Bradykinin involvement in angioedema

In recent years, several lines of evidence indicate that the kinin system is involved in the pathogenesis of angioedema due to C1-inhibitor deficiency as well as that related to treatment with angiotensin-converting enzyme (ACE) inhibitors. C1-inhibitor is the main inhibiting protein of the contact system; therefore, when C-1 inhibitor is deficient, the contact system should be more active and the generation of bradykinin increased. On the other hand, ACE is the main enzyme that catabolizes bradykinin; thus when ACE is inhibited, bradykinin should be increased because less is catabolized. In order to demonstrate these views, we have studied patients with angioedema due to C1-inhibitor deficiency and ACE-inhibitor treatment. We measured bradykinin directly in plasma with a radioimmunoassay after liquid phase extraction and high-performance liquid chromatography, then indirectly studied the generation of bradykinin by evaluating with western blot analysis the cleavage of high-molecular-weight kininogen, the progenitor molecule of bradykinin.

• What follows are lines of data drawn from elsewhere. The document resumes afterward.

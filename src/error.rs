//! Failure kinds of an authorization attempt

use crate::error_codes;
use crate::parser::ParseError;

#[derive(Debug, thiserror::Error)]
pub enum AuthError {
    /// A query parameter required for the callback was not sent
    #[error("missing request parameter {0:?}")]
    Parameter(&'static str),

    /// The callback to the appliance did not complete
    #[error("failed to communicate with LHM: {0:#}")]
    Communication(anyhow::Error),

    /// The appliance replied with something we could not read
    #[error("failed to parse LHM response: {0}")]
    Parsing(#[from] ParseError),

    /// The appliance rejected the authorization
    #[error("LHM rejected authorization with response code {0}")]
    Controller(String),
}

impl AuthError {
    /// Message safe to show to the user.
    ///
    /// Internal failures all collapse into the generic message; only codes
    /// reported by the appliance get a specific one.
    pub fn user_message(&self) -> &'static str {
        match self {
            Self::Controller(code) => error_codes::message_for(code),
            Self::Parameter(_) | Self::Communication(_) | Self::Parsing(_) => {
                error_codes::GENERIC_ERROR
            }
        }
    }
}
//! LHM authorization handler
//!
//! Handles one request of the authorization flow:
//!
//! 1. Display the authorization page, with the error carried in `cc` if any
//! 2. On submission, POST the authorization to the SonicWall LHM appliance
//! 3. Redirect the user to the page they originally requested
//!
//! Sample LHM redirect query string:
//!
//! ```text
//! sessionId=0b712fd83b9f5313db5af1cea6b1004f&ip=10.50.165.231&mac=00:0e:35:bd:c9:37
//! &ufi=0006b11184300&mgmtBaseUrl=https://10.50.165.193:4043/
//! &clientRedirectUrl=https://10.50.165.193:444/&req=http%3A//www.google.com/ig
//! ```

use std::sync::Arc;

use crate::controller::LhmController;
use crate::error::AuthError;
use crate::error_codes;
use crate::models::{params, Outcome, QueryParams, SessionSettings, Submission};
use crate::parser;

pub struct Authorizer {
    controller: Arc<dyn LhmController>,
    settings: SessionSettings,
}

impl Authorizer {
    pub fn new(controller: Arc<dyn LhmController>, settings: SessionSettings) -> Self {
        Self {
            controller,
            settings,
        }
    }

    pub async fn handle(&self, query: &QueryParams, is_submission: bool) -> Outcome {
        // The SonicWall sends the user back with "cc" set after a failure:
        // session expiration (2), idle timeout (3) or max sessions (4)
        let mut error = query.get(params::ERROR_CODE).map(|code| {
            tracing::info!("Displaying LHM error code {}", code);
            error_codes::message_for(code)
        });

        if is_submission {
            match self.authorize(query).await {
                Ok(redirect_to) => {
                    tracing::info!("Successful LHM authorization; redirecting to: {}", redirect_to);
                    return Outcome::Redirect(redirect_to);
                }
                Err(err) => {
                    match &err {
                        AuthError::Controller(_) => tracing::warn!("{}", err),
                        _ => tracing::error!("{}", err),
                    }
                    error = Some(err.user_message());
                }
            }
        }

        Outcome::Page { error }
    }

    /// Run the callback and return the URL to redirect to
    async fn authorize(&self, query: &QueryParams) -> Result<String, AuthError> {
        let submission = submission_from(query)?;

        let url = submission.callback_url();
        let payload = submission.payload(self.settings);

        let body = self
            .controller
            .authorize(&url, &payload)
            .await
            .map_err(AuthError::Communication)?;

        let code = parser::parse_response_code(&body)?;
        tracing::debug!("SonicWall response code: {}", code);

        if code == error_codes::SUCCESS {
            Ok(submission.redirect_to)
        } else {
            Err(AuthError::Controller(code))
        }
    }
}

fn submission_from(query: &QueryParams) -> Result<Submission, AuthError> {
    let get = |name: &'static str| {
        query
            .get(name)
            .cloned()
            .ok_or(AuthError::Parameter(name))
    };

    Ok(Submission {
        session_id: get(params::SESSION_ID)?,
        mac: get(params::MAC)?,
        mgmt_base_url: get(params::MGMT_BASE_URL)?,
        redirect_to: get(params::REQ)?,
    })
}
//! Builder address type.
//!
//! A [`BuilderAddress`] is the registry's identity handle: a 20-byte value
//! derived from the builder's public key, formatted as `0x…` hex. The
//! registry treats it as opaque and comparable; derivation lives in
//! `atelier-keys`.

use std::str::FromStr;

use serde::{Deserialize, Serialize};

use crate::constants::ADDRESS_SIZE;
use crate::error::{AtelierError, Result};

/// A 20-byte builder identity.
#[derive(Clone, Copy, PartialEq, Eq, Hash, PartialOrd, Ord)]
pub struct BuilderAddress {
    bytes: [u8; ADDRESS_SIZE],
}

impl BuilderAddress {
    /// Creates an address from raw bytes.
    pub fn from_bytes(bytes: &[u8]) -> Result<Self> {
        if bytes.len() != ADDRESS_SIZE {
            return Err(AtelierError::InvalidAddress(format!(
                "expected {} bytes, got {}",
                ADDRESS_SIZE,
                bytes.len()
            )));
        }

        let mut arr = [0u8; ADDRESS_SIZE];
        arr.copy_from_slice(bytes);
        Ok(Self { bytes: arr })
    }

    /// Creates from a fixed-size array.
    pub fn from_array(bytes: [u8; ADDRESS_SIZE]) -> Self {
        Self { bytes }
    }

    /// Returns the raw bytes.
    pub fn as_bytes(&self) -> &[u8] {
        &self.bytes
    }

    /// Returns the `0x`-prefixed hex string.
    pub fn to_hex(&self) -> String {
        format!("0x{}", hex::encode(self.bytes))
    }

    /// Parses from hex string (with or without `0x` prefix).
    pub fn from_hex(s: &str) -> Result<Self> {
        let s = s.strip_prefix("0x").unwrap_or(s);
        let bytes = hex::decode(s)?;
        Self::from_bytes(&bytes)
    }

    /// Returns the zero address.
    pub fn zero() -> Self {
        Self {
            bytes: [0u8; ADDRESS_SIZE],
        }
    }

    /// Returns true if this is the zero address.
    pub fn is_zero(&self) -> bool {
        self.bytes.iter().all(|&b| b == 0)
    }
}

impl std::fmt::Debug for BuilderAddress {
    fn fmt(&self, f: &mut std::fmt::Formatter<'_>) -> std::fmt::Result {
        write!(f, "BuilderAddress({})", self.to_hex())
    }
}

impl std::fmt::Display for BuilderAddress {
    fn fmt(&self, f: &mut std::fmt::Formatter<'_>) -> std::fmt::Result {
        write!(f, "{}", self.to_hex())
    }
}

impl FromStr for BuilderAddress {
    type Err = AtelierError;

    fn from_str(s: &str) -> Result<Self> {
        Self::from_hex(s)
    }
}

// Serde implementation that uses hex encoding
impl Serialize for BuilderAddress {
    fn serialize<S>(&self, serializer: S) -> std::result::Result<S::Ok, S::Error>
    where
        S: serde::Serializer,
    {
        serializer.serialize_str(&self.to_hex())
    }
}

impl<'de> Deserialize<'de> for BuilderAddress {
    fn deserialize<D>(deserializer: D) -> std::result::Result<Self, D::Error>
    where
        D: serde::Deserializer<'de>,
    {
        let s = String::deserialize(deserializer)?;
        Self::from_hex(&s).map_err(serde::de::Error::custom)
    }
}

#[cfg(test)]
mod tests {
    use super::*;
    use proptest::prelude::*;

    #[test]
    fn test_address_hex_roundtrip() {
        let addr = BuilderAddress::from_array([0x12; ADDRESS_SIZE]);
        let hex = addr.to_hex();
        assert!(hex.starts_with("0x"));
        assert_eq!(hex.len(), 42); // "0x" + 40 hex chars

        let addr2 = BuilderAddress::from_hex(&hex).unwrap();
        assert_eq!(addr, addr2);
    }

    #[test]
    fn test_address_parse_without_prefix() {
        let addr: BuilderAddress = "ab".repeat(20).parse().unwrap();
        assert_eq!(addr.as_bytes(), &[0xAB; ADDRESS_SIZE]);
    }

    #[test]
    fn test_address_wrong_size() {
        let result = BuilderAddress::from_bytes(&[0u8; 19]);
        assert!(matches!(result, Err(AtelierError::InvalidAddress(_))));
    }

    #[test]
    fn test_address_zero() {
        let zero = BuilderAddress::zero();
        assert!(zero.is_zero());

        let non_zero = BuilderAddress::from_array([1; ADDRESS_SIZE]);
        assert!(!non_zero.is_zero());
    }

    #[test]
    fn test_address_serde() {
        let addr = BuilderAddress::from_array([0x42; ADDRESS_SIZE]);
        let json = serde_json::to_string(&addr).unwrap();
        assert!(json.contains("0x42"));

        let addr2: BuilderAddress = serde_json::from_str(&json).unwrap();
        assert_eq!(addr, addr2);
    }

    proptest! {
        #[test]
        fn prop_hex_roundtrip(bytes in proptest::array::uniform20(any::<u8>())) {
            let addr = BuilderAddress::from_array(bytes);
            let back = BuilderAddress::from_hex(&addr.to_hex()).unwrap();
            prop_assert_eq!(addr, back);
        }
    }
}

Plasma levels of bradykinin were high in both groups of angioedema patients, whereas high-molecular-weight kininogen was cleaved in patients with angioedema due to C1-inhibitor deficiency but normal in those with ACE-inhibitor–related angioedema. This indicates an increased bradykinin production in angioedema due to C1-inhibitor deficiency and a reduced bradykinin catabolism in ACE-inhibitor–related angioedema. Whatever the reason for the increased plasma levels of bradykinin (increased production or decreased catabolism), these data provide the rationale for the use of the recently developed bradykinin receptor antagonists in these two types of angioedema.